También aseguró que “pretende morir con las botas puestas”, ya que sigue trabajando diariamente y que, por eso, la mayoría de las obras expuestas son de reciente creación: “Voy a seguir hasta el final, sigo trabajando a diario y con la misma preocupación de cada día: termino una pieza y empiezo otra”.La exposición comienza con La reina negra, de 1952, una de sus primera escultura, que ahora exhibe junto a las últimas, hechas 65 años después. Caso de las dos versiones de su aeróvoro, realizadas en 2015 y 2016, y El viento, de 2015, las tres en hierro forjado, al igual que El Quijote, de 2007.
Para Chirino, “el ritmo del yunque en la fragua es muy musical. Hay algo misterioso, demiúrgico en el proceso de trabajo. Los antiguos herreros fueron grandes representantes de la tribu”, declaró en una entrevista para ABC. Mientras que la espiral sigue siendo para él ese “gesto inquietante de origen oscuro, referente mítico que emerge de la memoria de civilizaciones, hoy olvidadas, pero que se convierte en enseña de la antigua patria de estos pueblos y razas, quedando como legado misterioso para la interpretación y conocimiento de su historia”.Podemos ver también en la muestra la pieza Sueño de la música, una guitarra cubista con la que el escultor pretende homenajear al que fue su primer instrumento artístico. “Me apasiona tanto o más que las artes plásticas y podría decir que la música es mi alimento terrestre: yo empecé a expresarme a través de ella”, resaltó.

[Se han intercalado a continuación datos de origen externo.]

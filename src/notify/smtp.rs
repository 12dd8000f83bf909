use anyhow::Context;
use async_trait::async_trait;
use lettre::{
    message::{header::ContentType, Mailbox},
    transport::smtp::authentication::Credentials,
    AsyncSmtpTransport, AsyncTransport, Message, Tokio1Executor,
};
use tracing::debug;

use super::{Mail, Notifier};
use crate::config::SmtpConfig;

pub struct SmtpNotifier {
    from: Mailbox,
    transport: AsyncSmtpTransport<Tokio1Executor>,
}

impl SmtpNotifier {
    pub fn new(config: &SmtpConfig) -> anyhow::Result<Self> {
        let builder = if config.port == 587 {
            AsyncSmtpTransport::<Tokio1Executor>::starttls_relay(&config.host)
        } else {
            AsyncSmtpTransport::<Tokio1Executor>::relay(&config.host)
        }
        .with_context(|| format!("smtp relay {}", config.host))?;

        let transport = builder
            .port(config.port)
            .credentials(Credentials::new(
                config.sender.clone(),
                config.password.clone(),
            ))
            .build();

        let from = config
            .sender
            .parse::<Mailbox>()
            .with_context(|| format!("invalid sender address {}", config.sender))?;

        Ok(Self { from, transport })
    }

    fn build_message(&self, mail: &Mail) -> anyhow::Result<Message> {
        let to = mail
            .to
            .parse::<Mailbox>()
            .with_context(|| format!("invalid recipient address {}", mail.to))?;
        Message::builder()
            .from(self.from.clone())
            .to(to)
            .subject(mail.subject.as_str())
            .header(ContentType::TEXT_PLAIN)
            .body(mail.body.clone())
            .context("build mail message")
    }
}

#[async_trait]
impl Notifier for SmtpNotifier {
    async fn send(&self, mail: &Mail) -> anyhow::Result<()> {
        let message = self.build_message(mail)?;
        self.transport
            .send(message)
            .await
            .context("smtp send")?;
        debug!(to = %mail.to, subject = %mail.subject, "mail delivered");
        Ok(())
    }
}
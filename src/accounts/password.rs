use anyhow::Context;
use argon2::{
    password_hash::{self, PasswordHash, PasswordHasher, PasswordVerifier, SaltString},
    Argon2,
};
use rand::rngs::OsRng;

/// Argon2 PHC string for a new password, salted per call.
pub fn hash_password(plain: &str) -> anyhow::Result<String> {
    let salt = SaltString::generate(&mut OsRng);
    Argon2::default()
        .hash_password(plain.as_bytes(), &salt)
        .map(|hash| hash.to_string())
        .map_err(|e| anyhow::anyhow!("hash password: {e}"))
}

/// `Ok(false)` only for a mismatch; an unreadable stored hash or any other
/// argon2 failure is an error, since the account cannot be checked at all.
pub fn verify_password(plain: &str, stored: &str) -> anyhow::Result<bool> {
    let parsed = PasswordHash::new(stored)
        .map_err(|e| anyhow::anyhow!("{e}"))
        .context("parse password hash")?;
    match Argon2::default().verify_password(plain.as_bytes(), &parsed) {
        Ok(()) => Ok(true),
        Err(password_hash::Error::Password) => Ok(false),
        Err(e) => Err(anyhow::anyhow!("verify password: {e}")),
    }
}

Otra obra emblemática es Alfaguara. Un arco para el mundo II, una escultura de diez metros de longitud realizada en 2005, y que pretende ser un sentido recuerdo a las víctimas del atentado del 11-M en la estación de Atocha. “Aquella tragedia supuso una sacudida muy grande. Es curioso que la manipulación que hubo con ese tema es un mal recuerdo para toda la vida y solo con el paso del tiempo pudimos entenderlo todo mejor”, lamentó el Premio Nacional de Artes Plásticas en 1980.La alusión a Finisterre está relacionada con la filosofía de La Odisea y con una vuelta a la eterna pregunta metódica sobre la existencia del artista. “Inspirado en Ulises como hombre moderno, yo también me pregunto hacia dónde va este viaje. Uno siempre se plantea quién es, de dónde viene y qué es lo que ha hecho”, aseguró el artista. También anunció el que será su próximo gran proyecto: una fusión entre el arte del hierro y la música, en el teatro Pérez Galdós de la capital grancanaria.